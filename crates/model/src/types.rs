//! Shared value types: timestamps and the paged connection shape.
//!
//! Every paged query returns a [`Connection`]: a page of [`Edge`]s (cursor +
//! node) plus a [`PageInfo`] block. [`Pagination`] is the matching input.

use chrono::{DateTime, Utc};
use serde::{Deserialize, Serialize};

// ---------------------------------------------------------------------------
// Time
// ---------------------------------------------------------------------------

/// A UTC timestamp as reported by the content service (RFC 3339 on the wire).
///
/// Wraps [`chrono::DateTime<Utc>`] so callers never depend on `chrono` types
/// directly.
#[derive(Debug, Clone, Copy, PartialEq, Eq, PartialOrd, Ord, Hash, Serialize, Deserialize)]
pub struct Timestamp(DateTime<Utc>);

impl Timestamp {
    /// Creates a [`Timestamp`] from a [`DateTime<Utc>`].
    pub fn from_utc(dt: DateTime<Utc>) -> Self {
        Self(dt)
    }

    /// Returns the underlying [`DateTime<Utc>`].
    pub fn as_datetime(self) -> DateTime<Utc> {
        self.0
    }
}

impl std::fmt::Display for Timestamp {
    fn fmt(&self, f: &mut std::fmt::Formatter<'_>) -> std::fmt::Result {
        write!(f, "{}", self.0.to_rfc3339())
    }
}

// ---------------------------------------------------------------------------
// Pagination
// ---------------------------------------------------------------------------

/// Page request for connection queries.
///
/// Both fields are optional; absent fields are omitted from the request.
#[derive(Debug, Clone, Default, PartialEq, Eq, Serialize, Deserialize)]
pub struct Pagination {
    /// Maximum number of edges to return.
    pub first: Option<u32>,
    /// Cursor to continue after (the previous page's `endCursor`).
    pub after: Option<String>,
}

impl Pagination {
    /// First page of at most `first` edges.
    pub fn first(first: u32) -> Self {
        Self {
            first: Some(first),
            after: None,
        }
    }

    /// Returns the request for the page following `page_info`, or `None` when
    /// there is no next page.
    pub fn next(&self, page_info: &PageInfo) -> Option<Self> {
        if !page_info.has_next_page {
            return None;
        }
        page_info.end_cursor.as_ref().map(|cursor| Self {
            first: self.first,
            after: Some(cursor.clone()),
        })
    }
}

/// Cursor-based page info.
#[derive(Debug, Clone, Default, PartialEq, Eq, Serialize, Deserialize)]
#[serde(rename_all = "camelCase")]
pub struct PageInfo {
    /// Whether there is another page.
    #[serde(default)]
    pub has_next_page: bool,
    /// Cursor of the last edge in this page.
    #[serde(default)]
    pub end_cursor: Option<String>,
}

/// One element of a connection.
#[derive(Debug, Clone, PartialEq, Serialize, Deserialize)]
pub struct Edge<T> {
    /// Opaque position of this edge.
    #[serde(default)]
    pub cursor: Option<String>,
    /// The element itself.
    pub node: T,
}

/// A page of results.
#[derive(Debug, Clone, PartialEq, Serialize, Deserialize)]
#[serde(rename_all = "camelCase")]
pub struct Connection<T> {
    #[serde(default = "Vec::new")]
    pub edges: Vec<Edge<T>>,
    #[serde(default)]
    pub page_info: PageInfo,
}

impl<T> Connection<T> {
    /// Iterates the nodes of this page, in order.
    pub fn nodes(&self) -> impl Iterator<Item = &T> {
        self.edges.iter().map(|edge| &edge.node)
    }

    /// Consumes the connection, returning its nodes.
    pub fn into_nodes(self) -> Vec<T> {
        self.edges.into_iter().map(|edge| edge.node).collect()
    }

    pub fn len(&self) -> usize {
        self.edges.len()
    }

    pub fn is_empty(&self) -> bool {
        self.edges.is_empty()
    }
}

-----

__DESCRIPTION OF THE TASK__: Count the lines of the material that contain the word "paged" and state the resulting number without further remark.

__COMPLETED TASK__: 2